Passato il ponte sulla Drinassa si sfila fra la collina del castello e la Bojana, salutati, come prima vedetta di Scutari dal moderno santuario della Madonna del Buon Consiglio, che si chiama qui Madonna di Scutari perché l’antica tradizione vi pone la prima sede di quella sacra immagina di Genazzano che come palladio della città se ne allontanò quando oramai fu segnata l’ora dell’invasione barbarica.
Brutta ma vivissima e interessantissima accoglienza a chi viene fa la città col suo vecchio bazar di catapecchie che si ostina a vegetare come erbaccia di palude in riva alla Bojana: ma che variopinti fiori si schiudono in quest’erbaccia i giorni di mercato! Stoffe e vestiti multicolori, ricami d’oro e d’argento sciorinati al sole o rutilanti nella penombra delle bottegucce farebbero trattenere il pittore fino a sera dimenticando la città.
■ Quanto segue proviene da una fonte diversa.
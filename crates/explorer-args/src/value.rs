#![forbid(unsafe_code)]

//! Dynamic arg values.
//!
//! Values arriving from UI controls are loosely typed: mostly strings, now
//! and then numbers, booleans, nested lists and maps. [`ArgValue`] models
//! that shape directly, with `Number` as `f64` so the not-a-number sentinel
//! survives coercion.
//!
//! The conversions [`ArgValue::to_js_string`] and [`ArgValue::to_number`]
//! follow the host's (JavaScript) `String(x)` / `Number(x)` rules, since
//! the values were produced there.

use std::collections::BTreeMap;
use std::fmt;

use serde::{Deserialize, Serialize};

/// A map of field name to value.
pub type ArgMap = BTreeMap<String, ArgValue>;

/// A loosely typed arg value.
#[derive(Debug, Clone, PartialEq, Serialize, Deserialize, Default)]
#[serde(untagged)]
pub enum ArgValue {
    /// Explicit null.
    #[default]
    Null,
    /// A boolean.
    Bool(bool),
    /// A number; may be NaN or infinite.
    Number(f64),
    /// A string.
    String(String),
    /// An ordered list.
    Array(Vec<ArgValue>),
    /// A map keyed by field name.
    Object(ArgMap),
}

impl ArgValue {
    /// The not-a-number sentinel.
    pub const NAN: Self = Self::Number(f64::NAN);

    /// Short name of the variant, for diagnostics.
    #[must_use]
    pub const fn kind(&self) -> &'static str {
        match self {
            Self::Null => "null",
            Self::Bool(_) => "boolean",
            Self::Number(_) => "number",
            Self::String(_) => "string",
            Self::Array(_) => "array",
            Self::Object(_) => "object",
        }
    }

    /// Borrow the string, if this is one.
    #[must_use]
    pub fn as_str(&self) -> Option<&str> {
        match self {
            Self::String(s) => Some(s),
            _ => None,
        }
    }

    /// The number, if this is one.
    #[must_use]
    pub const fn as_f64(&self) -> Option<f64> {
        match self {
            Self::Number(n) => Some(*n),
            _ => None,
        }
    }

    /// Borrow the map, if this is one.
    #[must_use]
    pub const fn as_object(&self) -> Option<&ArgMap> {
        match self {
            Self::Object(map) => Some(map),
            _ => None,
        }
    }

    /// Borrow the list, if this is one.
    #[must_use]
    pub fn as_array(&self) -> Option<&[ArgValue]> {
        match self {
            Self::Array(items) => Some(items),
            _ => None,
        }
    }

    /// Whether this is a NaN number.
    #[must_use]
    pub fn is_nan(&self) -> bool {
        matches!(self, Self::Number(n) if n.is_nan())
    }

    /// String conversion with `String(x)` semantics.
    ///
    /// ```
    /// use explorer_args::ArgValue;
    ///
    /// assert_eq!(ArgValue::Number(42.0).to_js_string(), "42");
    /// assert_eq!(ArgValue::Bool(true).to_js_string(), "true");
    /// assert_eq!(
    ///     ArgValue::Array(vec![ArgValue::Number(1.0), ArgValue::Null]).to_js_string(),
    ///     "1,"
    /// );
    /// ```
    #[must_use]
    pub fn to_js_string(&self) -> String {
        match self {
            Self::Null => "null".to_owned(),
            Self::Bool(b) => b.to_string(),
            Self::Number(n) => number_to_string(*n),
            Self::String(s) => s.clone(),
            Self::Array(items) => items
                .iter()
                .map(|item| match item {
                    // Array join renders holes and nulls as empty.
                    Self::Null => String::new(),
                    other => other.to_js_string(),
                })
                .collect::<Vec<_>>()
                .join(","),
            Self::Object(_) => "[object Object]".to_owned(),
        }
    }

    /// Numeric conversion with `Number(x)` semantics.
    ///
    /// Unparsable input yields NaN rather than an error.
    #[must_use]
    pub fn to_number(&self) -> f64 {
        match self {
            Self::Null => 0.0,
            Self::Bool(b) => f64::from(u8::from(*b)),
            Self::Number(n) => *n,
            Self::String(s) => parse_number(s),
            Self::Array(_) | Self::Object(_) => parse_number(&self.to_js_string()),
        }
    }
}

impl fmt::Display for ArgValue {
    fn fmt(&self, f: &mut fmt::Formatter<'_>) -> fmt::Result {
        f.write_str(&self.to_js_string())
    }
}

impl From<bool> for ArgValue {
    fn from(b: bool) -> Self {
        Self::Bool(b)
    }
}

impl From<f64> for ArgValue {
    fn from(n: f64) -> Self {
        Self::Number(n)
    }
}

impl From<i64> for ArgValue {
    fn from(n: i64) -> Self {
        Self::Number(n as f64)
    }
}

impl From<&str> for ArgValue {
    fn from(s: &str) -> Self {
        Self::String(s.to_owned())
    }
}

impl From<String> for ArgValue {
    fn from(s: String) -> Self {
        Self::String(s)
    }
}

impl<T: Into<ArgValue>> From<Vec<T>> for ArgValue {
    fn from(items: Vec<T>) -> Self {
        Self::Array(items.into_iter().map(Into::into).collect())
    }
}

impl From<ArgMap> for ArgValue {
    fn from(map: ArgMap) -> Self {
        Self::Object(map)
    }
}

impl From<serde_json::Value> for ArgValue {
    fn from(value: serde_json::Value) -> Self {
        use serde_json::Value;
        match value {
            Value::Null => Self::Null,
            Value::Bool(b) => Self::Bool(b),
            Value::Number(n) => Self::Number(n.as_f64().unwrap_or(f64::NAN)),
            Value::String(s) => Self::String(s),
            Value::Array(items) => Self::Array(items.into_iter().map(Self::from).collect()),
            Value::Object(map) => {
                Self::Object(map.into_iter().map(|(k, v)| (k, Self::from(v))).collect())
            }
        }
    }
}

impl From<ArgValue> for serde_json::Value {
    /// Non-finite numbers have no JSON form and become `null`.
    fn from(value: ArgValue) -> Self {
        match value {
            ArgValue::Null => Self::Null,
            ArgValue::Bool(b) => Self::Bool(b),
            ArgValue::Number(n) => serde_json::Number::from_f64(n).map_or(Self::Null, Self::Number),
            ArgValue::String(s) => Self::String(s),
            ArgValue::Array(items) => Self::Array(items.into_iter().map(Self::from).collect()),
            ArgValue::Object(map) => {
                Self::Object(map.into_iter().map(|(k, v)| (k, Self::from(v))).collect())
            }
        }
    }
}

/// Render a number the way the host prints it.
pub(crate) fn number_to_string(n: f64) -> String {
    if n.is_nan() {
        return "NaN".to_owned();
    }
    if n.is_infinite() {
        return if n > 0.0 { "Infinity" } else { "-Infinity" }.to_owned();
    }
    if n == 0.0 {
        // Covers -0 as well.
        return "0".to_owned();
    }
    let abs = n.abs();
    if !(1e-6..1e21).contains(&abs) {
        let s = format!("{n:e}");
        return match s.split_once('e') {
            Some((mantissa, exp)) if !exp.starts_with('-') => format!("{mantissa}e+{exp}"),
            _ => s,
        };
    }
    format!("{n}")
}

/// Parse a string with `Number(s)` semantics.
pub(crate) fn parse_number(s: &str) -> f64 {
    let s = s.trim();
    if s.is_empty() {
        return 0.0;
    }
    match s {
        "Infinity" | "+Infinity" => return f64::INFINITY,
        "-Infinity" => return f64::NEG_INFINITY,
        _ => {}
    }
    if s.len() > 2 && s.as_bytes()[0] == b'0' {
        let radix = match s.as_bytes()[1] {
            b'x' | b'X' => Some(16),
            b'o' | b'O' => Some(8),
            b'b' | b'B' => Some(2),
            _ => None,
        };
        if let Some(radix) = radix {
            return parse_radix(&s[2..], radix);
        }
    }
    if is_decimal_literal(s) {
        s.parse::<f64>().unwrap_or(f64::NAN)
    } else {
        f64::NAN
    }
}

fn parse_radix(digits: &str, radix: u32) -> f64 {
    let mut acc = 0.0f64;
    for c in digits.chars() {
        match c.to_digit(radix) {
            Some(d) => acc = acc * f64::from(radix) + f64::from(d),
            None => return f64::NAN,
        }
    }
    acc
}

/// `[+-]? (digits [. digits?] | . digits) ([eE] [+-]? digits)?`
fn is_decimal_literal(s: &str) -> bool {
    let bytes = s.as_bytes();
    let mut i = 0;
    if matches!(bytes.first(), Some(b'+' | b'-')) {
        i += 1;
    }
    let int_start = i;
    while i < bytes.len() && bytes[i].is_ascii_digit() {
        i += 1;
    }
    let mut mantissa_digits = i - int_start;
    if i < bytes.len() && bytes[i] == b'.' {
        i += 1;
        let frac_start = i;
        while i < bytes.len() && bytes[i].is_ascii_digit() {
            i += 1;
        }
        mantissa_digits += i - frac_start;
    }
    if mantissa_digits == 0 {
        return false;
    }
    if i < bytes.len() && matches!(bytes[i], b'e' | b'E') {
        i += 1;
        if matches!(bytes.get(i), Some(b'+' | b'-')) {
            i += 1;
        }
        let exp_start = i;
        while i < bytes.len() && bytes[i].is_ascii_digit() {
            i += 1;
        }
        if i == exp_start {
            return false;
        }
    }
    i == bytes.len()
}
Scutari se ne sta più il là in pianura, moderna d’età, antica di stile. A destra e a sinistra delle arterie principali, tutte in direzione sud-est-nord-ovest, si stendono i quartieri silenziosi, dalle stradette chiuse fra muriccioli da cui sporgono la testa, i cespugli di rose e di glicine, qui e là un muro chiuso fino al sommo coronato da un ampio sporto di tetto dalla travatura istoriata, e più in là un monumentale portone di pietra viva con minacciose feritoie per i nemici, due bei sedili a nicchia per i bravi e una tettoia per i benvenuti che vengono a battere alla porta ospitale.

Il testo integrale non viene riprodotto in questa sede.